Records for this task |

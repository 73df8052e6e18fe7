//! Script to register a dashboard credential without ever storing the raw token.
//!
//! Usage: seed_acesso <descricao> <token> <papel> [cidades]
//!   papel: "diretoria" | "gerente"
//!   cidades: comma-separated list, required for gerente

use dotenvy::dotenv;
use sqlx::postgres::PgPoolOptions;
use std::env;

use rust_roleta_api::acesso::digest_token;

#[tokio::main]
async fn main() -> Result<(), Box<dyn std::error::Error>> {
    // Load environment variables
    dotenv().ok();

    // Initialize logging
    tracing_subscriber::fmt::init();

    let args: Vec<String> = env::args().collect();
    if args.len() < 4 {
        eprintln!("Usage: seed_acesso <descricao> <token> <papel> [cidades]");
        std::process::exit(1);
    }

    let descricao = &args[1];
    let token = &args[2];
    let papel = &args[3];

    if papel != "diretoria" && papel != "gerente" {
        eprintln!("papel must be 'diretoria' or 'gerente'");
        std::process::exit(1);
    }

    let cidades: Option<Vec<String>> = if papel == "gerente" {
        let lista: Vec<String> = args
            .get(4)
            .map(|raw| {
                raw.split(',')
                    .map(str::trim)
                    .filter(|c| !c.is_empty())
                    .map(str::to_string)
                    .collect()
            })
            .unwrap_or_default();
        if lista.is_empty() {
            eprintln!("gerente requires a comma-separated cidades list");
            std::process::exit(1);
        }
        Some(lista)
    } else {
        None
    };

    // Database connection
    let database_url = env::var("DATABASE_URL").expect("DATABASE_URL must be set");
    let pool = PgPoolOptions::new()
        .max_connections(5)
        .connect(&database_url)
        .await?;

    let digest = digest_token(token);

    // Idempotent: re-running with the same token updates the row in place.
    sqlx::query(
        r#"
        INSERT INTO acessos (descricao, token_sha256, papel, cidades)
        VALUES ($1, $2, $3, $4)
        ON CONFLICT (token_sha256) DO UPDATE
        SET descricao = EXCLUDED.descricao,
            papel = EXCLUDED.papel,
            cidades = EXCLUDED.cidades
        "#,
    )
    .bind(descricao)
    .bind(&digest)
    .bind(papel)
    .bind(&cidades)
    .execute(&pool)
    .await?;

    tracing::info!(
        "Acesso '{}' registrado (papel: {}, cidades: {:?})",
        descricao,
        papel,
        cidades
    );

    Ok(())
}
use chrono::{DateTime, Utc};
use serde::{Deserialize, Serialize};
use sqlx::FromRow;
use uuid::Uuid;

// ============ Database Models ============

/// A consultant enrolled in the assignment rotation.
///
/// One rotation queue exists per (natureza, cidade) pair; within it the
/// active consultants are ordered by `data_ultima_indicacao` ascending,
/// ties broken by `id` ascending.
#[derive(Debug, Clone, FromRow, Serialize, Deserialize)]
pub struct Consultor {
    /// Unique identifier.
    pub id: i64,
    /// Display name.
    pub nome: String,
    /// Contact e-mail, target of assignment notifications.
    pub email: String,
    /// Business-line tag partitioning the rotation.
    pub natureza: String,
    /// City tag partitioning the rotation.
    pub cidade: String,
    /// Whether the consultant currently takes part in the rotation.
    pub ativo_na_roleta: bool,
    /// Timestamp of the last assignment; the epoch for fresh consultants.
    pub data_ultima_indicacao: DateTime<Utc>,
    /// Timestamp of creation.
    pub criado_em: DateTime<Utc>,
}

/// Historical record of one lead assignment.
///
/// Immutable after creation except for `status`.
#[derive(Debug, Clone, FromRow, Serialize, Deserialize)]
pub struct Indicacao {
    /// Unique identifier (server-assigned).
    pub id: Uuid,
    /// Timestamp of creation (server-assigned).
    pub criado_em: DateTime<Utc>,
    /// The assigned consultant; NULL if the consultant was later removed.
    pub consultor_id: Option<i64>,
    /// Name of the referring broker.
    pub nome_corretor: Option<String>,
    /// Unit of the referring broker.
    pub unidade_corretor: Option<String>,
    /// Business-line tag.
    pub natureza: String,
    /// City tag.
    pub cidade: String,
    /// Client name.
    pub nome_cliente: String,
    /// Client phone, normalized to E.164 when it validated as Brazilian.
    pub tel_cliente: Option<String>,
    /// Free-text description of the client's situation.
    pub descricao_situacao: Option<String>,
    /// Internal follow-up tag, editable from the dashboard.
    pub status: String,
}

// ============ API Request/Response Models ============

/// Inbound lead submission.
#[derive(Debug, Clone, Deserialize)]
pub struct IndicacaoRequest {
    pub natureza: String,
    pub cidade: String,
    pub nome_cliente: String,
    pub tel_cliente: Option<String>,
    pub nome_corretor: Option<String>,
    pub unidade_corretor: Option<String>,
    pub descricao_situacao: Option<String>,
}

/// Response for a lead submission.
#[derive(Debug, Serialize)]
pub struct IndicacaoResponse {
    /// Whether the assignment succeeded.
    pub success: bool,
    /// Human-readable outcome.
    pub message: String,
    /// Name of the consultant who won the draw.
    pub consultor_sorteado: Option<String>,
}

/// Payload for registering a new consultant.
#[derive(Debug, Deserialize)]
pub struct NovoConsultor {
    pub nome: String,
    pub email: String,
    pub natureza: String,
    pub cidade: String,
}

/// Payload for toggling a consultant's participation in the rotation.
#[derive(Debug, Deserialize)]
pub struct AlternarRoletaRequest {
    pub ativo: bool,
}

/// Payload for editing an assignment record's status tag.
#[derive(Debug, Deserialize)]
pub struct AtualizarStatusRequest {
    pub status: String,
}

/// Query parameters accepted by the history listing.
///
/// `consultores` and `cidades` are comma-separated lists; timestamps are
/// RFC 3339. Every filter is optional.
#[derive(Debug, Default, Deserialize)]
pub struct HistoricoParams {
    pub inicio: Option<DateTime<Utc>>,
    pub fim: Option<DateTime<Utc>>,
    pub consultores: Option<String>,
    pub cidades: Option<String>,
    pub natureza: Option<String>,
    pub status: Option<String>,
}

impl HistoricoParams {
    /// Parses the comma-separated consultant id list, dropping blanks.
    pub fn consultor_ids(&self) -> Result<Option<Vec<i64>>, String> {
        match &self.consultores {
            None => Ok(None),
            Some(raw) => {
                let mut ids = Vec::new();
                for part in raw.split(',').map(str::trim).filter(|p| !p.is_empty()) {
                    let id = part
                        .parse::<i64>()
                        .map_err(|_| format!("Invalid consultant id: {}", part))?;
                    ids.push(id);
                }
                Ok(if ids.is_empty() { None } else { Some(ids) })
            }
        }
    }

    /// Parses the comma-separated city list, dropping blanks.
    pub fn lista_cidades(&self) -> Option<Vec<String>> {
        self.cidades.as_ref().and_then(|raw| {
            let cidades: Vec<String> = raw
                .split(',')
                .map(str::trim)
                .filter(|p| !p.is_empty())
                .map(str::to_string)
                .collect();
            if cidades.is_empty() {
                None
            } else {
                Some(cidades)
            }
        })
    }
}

---

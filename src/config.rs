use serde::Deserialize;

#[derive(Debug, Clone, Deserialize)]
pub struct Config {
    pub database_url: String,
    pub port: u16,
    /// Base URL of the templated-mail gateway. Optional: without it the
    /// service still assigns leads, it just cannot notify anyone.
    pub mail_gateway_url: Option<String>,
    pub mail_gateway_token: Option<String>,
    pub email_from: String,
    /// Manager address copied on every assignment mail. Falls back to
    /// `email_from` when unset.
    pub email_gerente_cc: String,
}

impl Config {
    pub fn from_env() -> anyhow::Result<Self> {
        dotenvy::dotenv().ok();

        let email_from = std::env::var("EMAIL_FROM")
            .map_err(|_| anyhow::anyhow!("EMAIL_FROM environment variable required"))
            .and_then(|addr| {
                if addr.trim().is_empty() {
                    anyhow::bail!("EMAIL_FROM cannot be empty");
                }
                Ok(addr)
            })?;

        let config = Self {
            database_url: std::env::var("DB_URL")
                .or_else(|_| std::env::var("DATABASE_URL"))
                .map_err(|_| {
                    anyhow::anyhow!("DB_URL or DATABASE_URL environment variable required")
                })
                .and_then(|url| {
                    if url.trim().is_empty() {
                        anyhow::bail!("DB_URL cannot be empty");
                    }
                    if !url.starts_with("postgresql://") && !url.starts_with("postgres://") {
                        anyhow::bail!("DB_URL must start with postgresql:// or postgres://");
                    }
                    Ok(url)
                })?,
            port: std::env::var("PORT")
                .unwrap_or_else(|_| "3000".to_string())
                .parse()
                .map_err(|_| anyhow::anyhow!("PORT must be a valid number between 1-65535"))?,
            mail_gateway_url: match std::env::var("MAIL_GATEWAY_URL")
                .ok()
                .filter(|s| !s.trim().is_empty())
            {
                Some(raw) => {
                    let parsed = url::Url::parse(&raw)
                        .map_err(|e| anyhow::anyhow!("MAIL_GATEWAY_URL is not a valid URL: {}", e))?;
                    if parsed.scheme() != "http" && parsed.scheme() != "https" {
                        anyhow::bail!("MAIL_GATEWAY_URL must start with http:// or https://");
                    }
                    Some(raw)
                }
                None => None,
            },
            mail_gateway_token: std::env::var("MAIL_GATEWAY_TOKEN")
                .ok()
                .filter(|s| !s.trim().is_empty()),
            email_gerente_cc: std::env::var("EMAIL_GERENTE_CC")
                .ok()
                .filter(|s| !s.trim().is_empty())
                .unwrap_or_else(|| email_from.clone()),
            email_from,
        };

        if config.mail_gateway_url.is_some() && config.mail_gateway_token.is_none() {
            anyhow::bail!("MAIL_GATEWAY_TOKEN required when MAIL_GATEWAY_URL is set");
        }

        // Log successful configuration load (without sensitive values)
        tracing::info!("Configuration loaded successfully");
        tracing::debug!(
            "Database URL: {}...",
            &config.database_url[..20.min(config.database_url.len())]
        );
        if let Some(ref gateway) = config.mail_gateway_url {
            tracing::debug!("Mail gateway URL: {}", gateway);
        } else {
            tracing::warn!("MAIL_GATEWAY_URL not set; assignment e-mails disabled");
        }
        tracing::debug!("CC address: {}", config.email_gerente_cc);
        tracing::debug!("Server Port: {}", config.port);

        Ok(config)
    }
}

Exercise |
The expected output is every line from the material above where "Parses" can be found.

Answer space |
    /// Parses the comma-separated consultant id list, dropping blanks.
    /// Parses the comma-separated city list, dropping blanks.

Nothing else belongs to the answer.